Check each line below for "HeaderValue" and report how many have it, nothing else.

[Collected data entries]
Start of Block
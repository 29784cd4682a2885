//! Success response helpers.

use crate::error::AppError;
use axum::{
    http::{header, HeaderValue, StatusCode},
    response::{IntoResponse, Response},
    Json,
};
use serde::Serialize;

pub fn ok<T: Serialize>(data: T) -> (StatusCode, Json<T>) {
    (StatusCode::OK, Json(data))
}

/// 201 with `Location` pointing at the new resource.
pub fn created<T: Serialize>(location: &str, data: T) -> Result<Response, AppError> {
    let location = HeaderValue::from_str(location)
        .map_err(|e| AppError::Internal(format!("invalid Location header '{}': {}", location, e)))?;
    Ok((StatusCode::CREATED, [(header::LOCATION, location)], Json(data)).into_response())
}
End of Block
Start of Block
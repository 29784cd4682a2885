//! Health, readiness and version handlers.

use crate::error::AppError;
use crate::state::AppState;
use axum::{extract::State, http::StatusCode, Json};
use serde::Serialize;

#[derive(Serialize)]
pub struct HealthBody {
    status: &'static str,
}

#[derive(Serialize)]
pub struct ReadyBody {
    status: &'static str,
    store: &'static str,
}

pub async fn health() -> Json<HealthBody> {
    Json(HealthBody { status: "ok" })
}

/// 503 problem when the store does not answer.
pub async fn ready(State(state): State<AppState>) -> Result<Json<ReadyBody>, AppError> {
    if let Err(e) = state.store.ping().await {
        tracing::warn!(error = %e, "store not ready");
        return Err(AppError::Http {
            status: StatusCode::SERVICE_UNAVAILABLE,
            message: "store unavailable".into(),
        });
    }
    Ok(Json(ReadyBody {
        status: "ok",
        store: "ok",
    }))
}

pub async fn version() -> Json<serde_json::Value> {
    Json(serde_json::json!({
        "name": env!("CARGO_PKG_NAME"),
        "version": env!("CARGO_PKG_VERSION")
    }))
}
End of Block
- _Solution to the problem_
2